By the mid-1980's, a new wave of Blues popularity had picked up momentum, driven into the mainstream conscience by Stevie Ray Vaughan, the Fabulous Thunderbirds and Robert Cray. Encouraged that a world audience was finally ready to hear their timeless music, the original members decided it was time to reform the Hollywood Fats Band full time. What would have certainly brought wider recognition would not come to fruition. Tragically, Hollywood Fats died in the early morning hours of 12/7/86, following a momentous reunion gig at the Music Machine in Los Angeles.

Michael "Hollywood Fats" Mann, born on March 17, 1954 in Los Angeles, is a key figure in the development of the new school of Post-Modern Blues guitar playing. An incredibly gifted musician, he reportedly had a photographic memory and the quickest of ears with the facility to hear and play anything almost instantaneously. Fats began playing guitar at age 10. By age 14-15, he was mentored by Magic Sam, Buddy Guy and Freddie King. It was Buddy Guy and Jr. Wells who began calling him "Hollywood Fats". He would regularly sit-in with visiting Blues men at clubs around the L.A. area and his reputation grew rapidly during the many tours and performances with John Lee Hooker, JB Hutto, Albert King, Jimmy Witherspoon and Muddy Waters. In Art Ti pa Id i s excellent book "Children of the Blues", guitarist Duke Robillard relates that Muddy Waters once boasted that he could "rule the world..." if only he had "Duke and Fats in his band..." (p213). Fats' premature death at age 32 left a large void in the world of Blues guitar and his stature as one of the founding forces in modern Blues guitar cannot be overstated. His immense influence continues to cast a long shadow over Blues guitar and his spirit remains a constant and guiding influence for the remaining members.
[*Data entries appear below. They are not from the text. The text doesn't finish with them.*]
//! MQTT 3.1.1 client (mqtt3c).
//!
//! The public [`Client`] is a thin handle; a background driver task owns
//! the connection, the packet-id pool and both inflight tables. Commands
//! travel over a channel and resolve when their QoS flow completes: a
//! QoS 1 publish returns after PUBACK, a QoS 2 publish after PUBCOMP.
//!
//! With [`ReconnectConfig`] set, a lost connection is re-established with
//! exponential backoff; for `clean_session = false` the inflight state is
//! replayed (PUBRELs first, then PUBLISHes with dup=1) and subscriptions
//! are re-sent when the broker reports `session_present = 0`.

use std::collections::{HashMap, HashSet, VecDeque};
use std::time::Duration;

use bytes::BytesMut;
use rand::Rng;
use tokio::io::{ReadHalf, WriteHalf};
use tokio::sync::{mpsc, oneshot};
use tracing::{debug, trace, warn};

use crate::error::{Error, Result};
use crate::protocol::{self, v4, Packet, MAX_PACKET_SIZE};
use crate::session::{OutboundStage, PacketIdAllocator};
use crate::transport::{TlsConfig, Transport};
use crate::types::{ConnectReturnCode, Message, QoS, Will};

/// How long to wait for CONNACK after sending CONNECT.
const CONNACK_TIMEOUT: Duration = Duration::from_secs(10);

/// Reconnect policy.
#[derive(Debug, Clone)]
pub struct ReconnectConfig {
    /// First backoff delay.
    pub min_backoff: Duration,
    /// Backoff ceiling.
    pub max_backoff: Duration,
    /// Give up after this many consecutive failures; `None` retries
    /// forever.
    pub max_attempts: Option<u32>,
}

impl Default for ReconnectConfig {
    fn default() -> Self {
        Self {
            min_backoff: Duration::from_millis(500),
            max_backoff: Duration::from_secs(60),
            max_attempts: None,
        }
    }
}

/// Client configuration.
#[derive(Clone)]
pub struct ClientConfig {
    /// Broker URI (`mqtt://`, `mqtts://`, `ws://`, `wss://`, or bare
    /// `host:port`).
    pub uri: String,
    /// Client ID.
    pub client_id: String,
    /// Username for authentication.
    pub username: Option<String>,
    /// Password for authentication.
    pub password: Option<Vec<u8>>,
    /// Keep alive interval in seconds.
    pub keep_alive: u16,
    /// Clean session flag.
    pub clean_session: bool,
    /// Will message registered at CONNECT.
    pub will: Option<Will>,
    /// Maximum packet size.
    pub max_packet_size: usize,
    /// Send PINGREQ automatically at `keep_alive / 2` intervals.
    pub auto_keepalive: bool,
    /// Auto-reconnect policy; `None` disables reconnection.
    pub reconnect: Option<ReconnectConfig>,
    /// TLS settings for `mqtts`/`wss` URIs.
    pub tls: Option<TlsConfig>,
}

impl ClientConfig {
    /// Create a new client config.
    pub fn new(uri: impl Into<String>, client_id: impl Into<String>) -> Self {
        Self {
            uri: uri.into(),
            client_id: client_id.into(),
            username: None,
            password: None,
            keep_alive: 60,
            clean_session: true,
            will: None,
            max_packet_size: MAX_PACKET_SIZE,
            auto_keepalive: true,
            reconnect: None,
            tls: None,
        }
    }

    /// Set credentials.
    pub fn with_credentials(
        mut self,
        username: impl Into<String>,
        password: impl Into<Vec<u8>>,
    ) -> Self {
        self.username = Some(username.into());
        self.password = Some(password.into());
        self
    }

    /// Set keep alive interval in seconds (0 disables).
    pub fn with_keep_alive(mut self, seconds: u16) -> Self {
        self.keep_alive = seconds;
        self
    }

    /// Set clean session flag.
    pub fn with_clean_session(mut self, clean: bool) -> Self {
        self.clean_session = clean;
        self
    }

    /// Declare a will message.
    pub fn with_will(mut self, will: Will) -> Self {
        self.will = Some(will);
        self
    }

    /// Enable auto-reconnect.
    pub fn with_reconnect(mut self, reconnect: ReconnectConfig) -> Self {
        self.reconnect = Some(reconnect);
        self
    }

    /// Set TLS settings.
    pub fn with_tls(mut self, tls: TlsConfig) -> Self {
        self.tls = Some(tls);
        self
    }

    /// Enable or disable automatic keep-alive pings.
    pub fn with_auto_keepalive(mut self, enabled: bool) -> Self {
        self.auto_keepalive = enabled;
        self
    }
}

enum Command {
    Publish {
        msg: Message,
        done: oneshot::Sender<Result<()>>,
    },
    Subscribe {
        filters: Vec<(String, QoS)>,
        done: oneshot::Sender<Result<Vec<v4::SubscribeReturnCode>>>,
    },
    Unsubscribe {
        filters: Vec<String>,
        done: oneshot::Sender<Result<()>>,
    },
    Ping {
        done: oneshot::Sender<Result<()>>,
    },
    Disconnect {
        done: oneshot::Sender<()>,
    },
}

/// MQTT 3.1.1 client handle.
#[derive(Debug)]
pub struct Client {
    client_id: String,
    cmd_tx: mpsc::Sender<Command>,
    incoming_rx: tokio::sync::Mutex<mpsc::Receiver<Message>>,
}

impl Client {
    /// Connect to an MQTT broker. The initial connection must succeed
    /// even when a reconnect policy is configured.
    pub async fn connect(config: ClientConfig) -> Result<Self> {
        debug!(
            uri = %config.uri,
            client_id = %config.client_id,
            clean_session = config.clean_session,
            "connecting"
        );

        let (transport, session_present) = establish(&config).await?;
        trace!(session_present, "connected");

        let (cmd_tx, cmd_rx) = mpsc::channel(32);
        let (incoming_tx, incoming_rx) = mpsc::channel(256);
        let client_id = config.client_id.clone();

        let driver = Driver::new(config, cmd_rx, incoming_tx);
        tokio::spawn(driver.run(transport, session_present));

        Ok(Self {
            client_id,
            cmd_tx,
            incoming_rx: tokio::sync::Mutex::new(incoming_rx),
        })
    }

    /// Get the client ID.
    pub fn client_id(&self) -> &str {
        &self.client_id
    }

    /// Publish with QoS 0 (fire and forget).
    pub async fn publish(&self, topic: &str, payload: &[u8]) -> Result<()> {
        self.publish_qos(topic, payload, QoS::AtMostOnce, false).await
    }

    /// Publish at any QoS. Resolves once the flow completes: immediately
    /// for QoS 0, at PUBACK for QoS 1, at PUBCOMP for QoS 2.
    pub async fn publish_qos(
        &self,
        topic: &str,
        payload: &[u8],
        qos: QoS,
        retain: bool,
    ) -> Result<()> {
        crate::types::validate_topic_name(topic)?;
        let msg = Message::new(topic, payload.to_vec())
            .with_qos(qos)
            .with_retain(retain);
        let (done, wait) = oneshot::channel();
        self.command(Command::Publish { msg, done }).await?;
        wait.await.map_err(|_| Error::ConnectionClosed)?
    }

    /// Subscribe to topic filters; returns the per-filter granted codes.
    pub async fn subscribe(&self, filters: &[(&str, QoS)]) -> Result<Vec<v4::SubscribeReturnCode>> {
        if filters.is_empty() {
            return Ok(Vec::new());
        }
        let filters = filters
            .iter()
            .map(|(path, qos)| ((*path).to_string(), *qos))
            .collect();
        let (done, wait) = oneshot::channel();
        self.command(Command::Subscribe { filters, done }).await?;
        wait.await.map_err(|_| Error::ConnectionClosed)?
    }

    /// Unsubscribe from topic filters.
    pub async fn unsubscribe(&self, filters: &[&str]) -> Result<()> {
        if filters.is_empty() {
            return Ok(());
        }
        let filters = filters.iter().map(|f| (*f).to_string()).collect();
        let (done, wait) = oneshot::channel();
        self.command(Command::Unsubscribe { filters, done }).await?;
        wait.await.map_err(|_| Error::ConnectionClosed)?
    }

    /// Receive the next application message.
    pub async fn recv(&self) -> Result<Message> {
        self.incoming_rx
            .lock()
            .await
            .recv()
            .await
            .ok_or(Error::ConnectionClosed)
    }

    /// Receive with a timeout; `Ok(None)` on expiry.
    pub async fn recv_timeout(&self, timeout: Duration) -> Result<Option<Message>> {
        match tokio::time::timeout(timeout, self.recv()).await {
            Ok(result) => result.map(Some),
            Err(_) => Ok(None),
        }
    }

    /// Send a ping and wait for the response.
    pub async fn ping(&self) -> Result<()> {
        let (done, wait) = oneshot::channel();
        self.command(Command::Ping { done }).await?;
        wait.await.map_err(|_| Error::ConnectionClosed)?
    }

    /// Send DISCONNECT and stop the driver.
    pub async fn disconnect(&self) -> Result<()> {
        let (done, wait) = oneshot::channel();
        self.command(Command::Disconnect { done }).await?;
        let _ = wait.await;
        Ok(())
    }

    async fn command(&self, command: Command) -> Result<()> {
        self.cmd_tx
            .send(command)
            .await
            .map_err(|_| Error::ConnectionClosed)
    }
}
A reformatted release of the original PBR recordings called "The Complete 1979 Recordings" on Europe's' premier blues label, Cross Cut, contained many never before heard alternate takes. Reaching #2 on the European Blues charts in 2002, the set re-established the importance of the Fats Band and their classic sole recording of that era as a seminal event in Post-Modern Blues.

Also in 2002 came the release of "Dr Blake's Magic Soul Elixir" (Soul Sanctuary label), the first new recordings since 1996, from the band formerly known as the Hollywood Fats Band. Now christened The Hollywood Blue Flames, the members sought to further explore their classic urban, jump, and pure country Blues influences.

Between 2002 and 2003, the Hollywood Blue Flames again entered the studio and began work on the recordings heard on this latest release. To my knowledge, the scope and stylistic variety found in these songs has not been attempted before by any Blues artist in the format of a single release. A statement that is not to be taken lightly. The 'Flames easily jump between varying genre styles with consummate ease. Most striking of all is this band's incredible taste in the selection of, composition and ultimately, the performance and production of the tunes presented. Urban blues, Country Blues, funky, greasy, deep, real and pure with more than a few bonus surprises...the history of the Blues is all here.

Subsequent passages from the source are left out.